Firavunlar, Hz Yusuf, ( bkz  Yusuf ve Züleyha Kıssası )  Hz Musa  ( bkz Asiye ve Hz Musa Kıssası ) kıssaları nedeni ile edebiyatımıza da girmişler, zulmün timsali olarak anılmışlardır.

Kelime Arapçada Fir'awn şeklindedir ve "Büyük Ev", “krallık sarayı  “ , “ Hükümdarın oturduğu ev” anlamını taşıyan sözcük daha sonra hükümdar kapısı veya Mısır hükümdarının kapısı anlamlarında kullanılmaya başlanmış bir görüşe göre de Osmanlı devrinde sarayı veya saray girişini ifade Bâb-ı Âli (yüce kapı)  kullanımı da buradan gelmiştir.

Firavunların kanı soylu ve saf kan kabul edilmiş, Firavun olmak için anne tarafından soylu kan taşımanın önemli olduğuna inanılmıştı. Bu nedenle Firavunlar kız kardeşleri ile bile evlenmekten çekinmiyorlardı.  Hatta tam kan soylu bir kadınla evlenebilen halktan kişiler de tahta çıkabiliyorlardı.  Eski Mısır’da ölümden sonra yeniden insan olarak dünyaya dönme inancı vardı. Bu nedenle Firavunlar mumyalanıyor, yeniden dünyaya geldiklerinde kullanmaları için önemli eşyalarıyla birlikte gömülüyorlardı.

Divan Edebiyatında Firavun, Hz Yusuf kıssası,  Hz Musa ile birlikte geçmektedir. , Divan nesri ve şiirinde Firavun: Halka korku salan, ilahlık iddia eden, taslayan,  büyüden medet uman, büyücüleri de olan,  inat ve gururda ileri giden, halkı küçümseyen, halkı hiziplere ayıran,  dev kuleler ve saraylar yaptıran,  başlarına afetler geleceği bildirildiği halde bunları umursamayan, halka işkenceler eden,  peygamberlere inanmayan biridir.

 Fuzuli’nin “Kılmaz dil-i Fir‘avn’ı münevver yed-i beyzâ” mırrasında da anlatıldığı gibi Yed-i beyza mucizesini dahi kabul etmeyen,  Vezir-i Haman ile nebilere göz açtırmayan ilahlık iddiasında bulunan bir hükümdar şeklinde tasavvur edilmiş ve anlatılmıştır.

Divan edebiyatında Firavu n, veziri Hamân ile birlikte de anılır Firavun ve veziri  Haman    divan şiirinde  “Bina-yı sarh “  adı verilen kuleleri ve bu kulelerle ilgili rivayetlerle de anılırlar.  Bu rivayetlerin birinde Firavun bir kule yaptırıp o kuleye çıkarak Musa’nın Tanrısına erişeceğini söyler.  Kule inşa edilir ancak Firavun bunu başarmayacağını anlar.

Başka bir rivayette ise Firavun iki adet büyük kuşu, kanatlarından bir sepete bağlatır.  Sepetin içine binen Firavun, kuşların üstüne et parçaları astırır.  Ete yetişmek isteyen Gerges kuşları yukarı doğru uçtukça göğe yükselen Firavun, Tanrı'yı vurmak için göğe oklar fırlatır.  Allah onun emeğini boşa çıkarmaz ve Firavun ’un oku oku, bir balığa isabet etse de Allah’ı vuramayacağını anlayan Firavun  pes ederek HZ. Musa Yahudilerin Mısır’dan çıkmasını kabul eder ( Bkz. Şahamettin Kuzucular, Haman - Firavun ve Hz.

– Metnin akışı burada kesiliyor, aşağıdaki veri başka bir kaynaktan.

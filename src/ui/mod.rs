//! Terminal user interface: rendering, input handling, and screen gating.

pub mod guard;
pub mod input;
pub mod render;
pub mod screens;
pub mod styles;
fn next_auth_focus(mode: AuthMode, focus: AuthFocus) -> AuthFocus {
    match (mode, focus) {
        (AuthMode::Register, AuthFocus::Name) => AuthFocus::Email,
        (_, AuthFocus::Email) => AuthFocus::Password,
        (_, AuthFocus::Password) => AuthFocus::Button,
        (AuthMode::Register, AuthFocus::Button) => AuthFocus::Name,
        (AuthMode::Login, _) => AuthFocus::Email,
    }
}

fn prev_auth_focus(mode: AuthMode, focus: AuthFocus) -> AuthFocus {
    match (mode, focus) {
        (AuthMode::Register, AuthFocus::Email) => AuthFocus::Name,
        (_, AuthFocus::Password) => AuthFocus::Email,
        (_, AuthFocus::Button) => AuthFocus::Password,
        (AuthMode::Register, AuthFocus::Name) => AuthFocus::Button,
        (AuthMode::Login, _) => AuthFocus::Button,
    }
}

fn handle_search_input(app: &mut App, key: KeyEvent) -> Result<bool> {
    match key.code {
        KeyCode::Esc => {
            app.search_query.clear();
            app.contribution_selection = 0;
            app.state = AppState::Normal;
        }
        KeyCode::Enter => {
            app.state = AppState::Normal;
        }
        KeyCode::Backspace => {
            app.search_query.pop();
            app.contribution_selection = 0;
        }
        KeyCode::Char(c) => {
            app.search_query.push(c);
            app.contribution_selection = 0;
        }
        _ => {}
    }
    Ok(false)
}

async fn handle_contribution_form(app: &mut App, key: KeyEvent) -> Result<bool> {
    match key.code {
        KeyCode::Esc => {
            app.contribution_form = Default::default();
            app.state = AppState::Normal;
        }
        KeyCode::Tab => {
            app.contribution_form.on_description = !app.contribution_form.on_description;
        }
        KeyCode::Right | KeyCode::Left => {
            let current = app.contribution_form.category();
            app.contribution_form.category = Some(current.next());
        }
        KeyCode::Enter => {
            app.submit_contribution().await;
        }
        KeyCode::Backspace => {
            if app.contribution_form.on_description {
                app.contribution_form.description.pop();
            } else {
                app.contribution_form.title.pop();
            }
        }
        KeyCode::Char(c) => {
            if app.contribution_form.on_description {
                if App::can_add_text_char(&app.contribution_form.description) {
                    app.contribution_form.description.push(c);
                }
            } else if App::can_add_field_char(&app.contribution_form.title) {
                app.contribution_form.title.push(c);
            }
        }
        _ => {}
    }
    Ok(false)
}

async fn handle_topic_form(app: &mut App, key: KeyEvent) -> Result<bool> {
    match key.code {
        KeyCode::Esc => {
            app.topic_form = Default::default();
            app.state = AppState::Normal;
        }
        KeyCode::Tab => {
            app.topic_form.on_description = !app.topic_form.on_description;
        }
        KeyCode::Enter => {
            app.submit_topic().await;
        }
        KeyCode::Backspace => {
            if app.topic_form.on_description {
                app.topic_form.description.pop();
            } else {
                app.topic_form.title.pop();
            }
        }
        KeyCode::Char(c) => {
            if app.topic_form.on_description {
                if App::can_add_text_char(&app.topic_form.description) {
                    app.topic_form.description.push(c);
                }
            } else if App::can_add_field_char(&app.topic_form.title) {
                app.topic_form.title.push(c);
            }
        }
        _ => {}
    }
    Ok(false)
}
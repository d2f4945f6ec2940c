use chrono::{DateTime, Utc};

/// Case-insensitive substring check for search filtering
pub fn contains_ignore_case(haystack: &str, needle: &str) -> bool {
    haystack.to_lowercase().contains(&needle.to_lowercase())
}

/// Case-insensitive ordering for display sorting
pub fn cmp_ignore_case(a: &str, b: &str) -> std::cmp::Ordering {
    a.to_lowercase().cmp(&b.to_lowercase())
}

/// Truncate a string to a maximum length, adding ellipsis if needed
pub fn truncate(s: &str, max_len: usize) -> String {
    if s.chars().count() <= max_len {
        s.to_string()
    } else if max_len <= 3 {
        s.chars().take(max_len).collect()
    } else {
        let truncated: String = s.chars().take(max_len - 3).collect();
        format!("{}...", truncated)
    }
}

/// Format a timestamp for display, e.g. "Nov 02, 2024 18:30"
pub fn format_timestamp(timestamp: &Option<DateTime<Utc>>) -> String {
    match timestamp {
        Some(dt) => dt.format("%b %d, %Y %H:%M").to_string(),
        None => "-".to_string(),
    }
}

#[cfg(test)]
mod tests {
    use super::*;

    #[test]
    fn test_contains_ignore_case() {
        assert!(contains_ignore_case("Kasbah of the Udayas", "udayas"));
        assert!(contains_ignore_case("Hassan Tower", "HASSAN"));
        assert!(!contains_ignore_case("Chellah", "medina"));
        assert!(contains_ignore_case("anything", ""));
    }

    #[test]
    fn test_cmp_ignore_case() {
        use std::cmp::Ordering;
        assert_eq!(cmp_ignore_case("agdal", "Agdal"), Ordering::Equal);
        assert_eq!(cmp_ignore_case("Agdal", "Hassan"), Ordering::Less);
    }

    #[test]
    fn test_truncate() {
        assert_eq!(truncate("short", 10), "short");
        assert_eq!(truncate("a longer sentence", 9), "a long...");
        assert_eq!(truncate("abcdef", 2), "ab");
    }

    #[test]
    fn test_format_timestamp() {
        let dt: DateTime<Utc> = "2024-11-02T18:30:00Z".parse().expect("timestamp");
        assert_eq!(format_timestamp(&Some(dt)), "Nov 02, 2024 18:30");
        assert_eq!(format_timestamp(&None), "-");
    }
}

Musa ) [1]

Divan nesrinde ve şiirinde Firavun genellikle,  Hz Yusuf, Hz Musa ile birlikte ve yukarıda ifade ettiğimiz özellikleri ile karşımıza çıkar.  Hz Musa’nın Firavun ve ahalisinden kurtulmak için deryayı ikiye bölüp kurtulması Firavun ve halkının Hz Musa’yı takip ederken denizde boğulması kıssası, Hz Yusuf, Züleyha ve Firavun arasında geçen maceralar Firavun ile birlikte anılan kıssaların başlıca olanlarıdır.

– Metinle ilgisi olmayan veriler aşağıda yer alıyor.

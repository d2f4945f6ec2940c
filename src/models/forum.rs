use chrono::{DateTime, Utc};
use serde::{Deserialize, Serialize};

use super::contribution::Author;

/// A discussion topic in the Agora
#[derive(Debug, Clone, Serialize, Deserialize)]
pub struct ForumTopic {
    #[serde(alias = "_id")]
    pub id: String,
    pub title: String,
    #[serde(default)]
    pub description: String,
    #[serde(default)]
    pub category: Option<String>,
    #[serde(default)]
    pub messages: Vec<ForumMessage>,
    #[serde(rename = "createdAt", default)]
    pub created_at: Option<DateTime<Utc>>,
}

impl ForumTopic {
    pub fn message_count(&self) -> usize {
        self.messages.len()
    }

    /// Preview text for the topic list, teaser-length
    pub fn summary(&self) -> String {
        crate::utils::truncate(&self.description, 150)
    }
}

#[derive(Debug, Clone, Serialize, Deserialize)]
pub struct ForumMessage {
    #[serde(alias = "_id")]
    pub id: String,
    pub content: String,
    pub author: Author,
    #[serde(rename = "createdAt", default)]
    pub created_at: Option<DateTime<Utc>>,
}

/// Request body for `POST /forums`
#[derive(Debug, Clone, Serialize)]
pub struct NewTopic {
    pub title: String,
    pub description: String,
    #[serde(skip_serializing_if = "Option::is_none")]
    pub category: Option<String>,
}

/// Request body for `POST /forums/{id}/messages`
#[derive(Debug, Clone, Serialize)]
pub struct NewMessage {
    pub content: String,
}
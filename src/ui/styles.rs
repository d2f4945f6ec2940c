// Allow dead code: Style functions defined for consistent UI
#![allow(dead_code)]

use ratatui::style::{Color, Modifier, Style};

// Color palette
pub const PRIMARY: Color = Color::Rgb(192, 88, 56);
pub const SECONDARY: Color = Color::Rgb(96, 160, 112);
pub const ACCENT: Color = Color::Rgb(200, 164, 72);
pub const ERROR: Color = Color::Rgb(192, 64, 64);
pub const MUTED: Color = Color::Rgb(128, 128, 128);
pub const HIGHLIGHT: Color = Color::Rgb(56, 48, 48);

// Styles
pub fn title_style() -> Style {
    Style::default().fg(PRIMARY).add_modifier(Modifier::BOLD)
}

pub fn selected_style() -> Style {
    Style::default()
        .bg(HIGHLIGHT)
        .add_modifier(Modifier::BOLD)
}

pub fn list_item_style() -> Style {
    Style::default().fg(Color::White)
}

pub fn muted_style() -> Style {
    Style::default().fg(MUTED)
}

pub fn highlight_style() -> Style {
    Style::default().fg(ACCENT)
}

pub fn success_style() -> Style {
    Style::default().fg(SECONDARY)
}

pub fn error_style() -> Style {
    Style::default().fg(ERROR)
}

pub fn tab_style(selected: bool) -> Style {
    if selected {
        Style::default()
            .fg(PRIMARY)
            .add_modifier(Modifier::BOLD | Modifier::UNDERLINED)
    } else {
        Style::default().fg(Color::White)
    }
}

pub fn border_style(focused: bool) -> Style {
    if focused {
        Style::default().fg(PRIMARY)
    } else {
        Style::default().fg(MUTED)
    }
}

pub fn search_style() -> Style {
    Style::default().fg(ACCENT)
}

pub fn status_bar_style() -> Style {
    Style::default().bg(Color::Rgb(40, 32, 32)).fg(Color::White)
}

pub fn help_key_style() -> Style {
    Style::default()
        .fg(ACCENT)
        .add_modifier(Modifier::BOLD)
}

pub fn help_desc_style() -> Style {
    Style::default().fg(Color::White)
}

pub fn input_style(focused: bool) -> Style {
    if focused {
        Style::default().fg(Color::White).bg(HIGHLIGHT)
    } else {
        Style::default().fg(Color::White)
    }
}
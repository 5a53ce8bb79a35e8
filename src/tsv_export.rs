//! TSV export for machine-readable replay results

use anyhow::{Context, Result};
use std::fs::File;
use std::io::{BufWriter, Write};
use std::path::{Path, PathBuf};

use crate::metrics::{KindHists, BUCKET_LABELS};
use crate::scheduler::RunSummary;

const HEADER: &str = "operation\tsize_bucket\tbucket_idx\tmean_us\tp50_us\tp90_us\tp95_us\tp99_us\tmax_us\tops_per_sec\tcount";

/// TSV exporter for replay results
pub struct TsvExporter {
    basename: String,
}

impl TsvExporter {
    pub fn new<P: AsRef<Path>>(path: P) -> Self {
        Self {
            basename: path.as_ref().to_string_lossy().to_string(),
        }
    }

    pub fn results_path(&self) -> PathBuf {
        PathBuf::from(format!("{}-results.tsv", self.basename))
    }

    /// Export per-kind, per-size-bucket latency rows plus one ALL row.
    /// Returns the path written.
    pub fn export_results(&self, summary: &RunSummary) -> Result<PathBuf> {
        let path = self.results_path();
        let file = File::create(&path)
            .with_context(|| format!("Failed to create {}", path.display()))?;
        let mut f = BufWriter::new(file);

        writeln!(f, "{}", HEADER)?;
        let wall_seconds = summary.wall_time.as_secs_f64().max(f64::EPSILON);
        for row in collect_rows(&summary.hists, wall_seconds) {
            writeln!(f, "{}", row)?;
        }
        f.flush()
            .with_context(|| format!("Failed to write {}", path.display()))?;
        Ok(path)
    }
}

fn collect_rows(hists: &KindHists, wall_seconds: f64) -> Vec<String> {
    // Sorted by bucket, then kind
    let mut rows = Vec::new();
    for (kind, op_hists) in hists.active() {
        for (i, s) in op_hists.bucket_summaries() {
            rows.push((i, format_row(kind.as_str(), BUCKET_LABELS[i], i, &s, wall_seconds)));
        }
    }
    rows.sort_by_key(|(bucket_idx, _)| *bucket_idx);

    let mut out: Vec<String> = rows.into_iter().map(|(_, row)| row).collect();
    let combined = hists.combined_histogram();
    if let Some(s) = crate::metrics::LatencySummary::from_histogram(&combined) {
        out.push(format_row("ALL", "all", BUCKET_LABELS.len(), &s, wall_seconds));
    }
    out
}

fn format_row(
    op: &str,
    bucket_label: &str,
    bucket_idx: usize,
    s: &crate::metrics::LatencySummary,
    wall_seconds: f64,
) -> String {
    format!(
        "{}\t{}\t{}\t{:.2}\t{:.2}\t{:.2}\t{:.2}\t{:.2}\t{:.2}\t{:.2}\t{}",
        op,
        bucket_label,
        bucket_idx,
        s.mean,
        s.p50 as f64,
        s.p90 as f64,
        s.p95 as f64,
        s.p99 as f64,
        s.max as f64,
        s.count as f64 / wall_seconds,
        s.count
    )
}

Târumâr olsa n’ola cumhûr-ı Fir’avn-ı adû
Görünür Mûsâ asâsı gibi çün ejder livâ                Yahya Bey 

Yoğ etti ceyş-i Fir’avn’ı asâ-yı mu’ciz-i Mûsâ
Bu ejderle kahr etsen şehâ kavm-i Mesîhâ’yı        Üsküdarlı Aşki

Yine Fir‘avn-ı şitâ ceyşine Mûsî-mânend
Eyledi elde asâsını bir ejder sünbül                Baki

Belâ girdabına salsın adûnu nâbedîd etsin
Fenâ deryâsına gark eyleyen Fir’avn u Hâmân’ı    Baki

Baki’nin beytinde de görüldüğü gibi divan şairleri sevgililerini ellerinden alan rakiplerini Firavun’a da benzetirler.  Divan şiirinde Firavun, Tanrılık iddiasında bulunan kişilere filozoflara, padişahların rakiplerine, düşman hükümdarlarına, zulmedenlere, kötü nefse  vb benzetme yapılan unsurlar olarak da kullanılır.   Divan edebiyatında Firavunlar, firavunlarına tapan kavimleri ile de geçer.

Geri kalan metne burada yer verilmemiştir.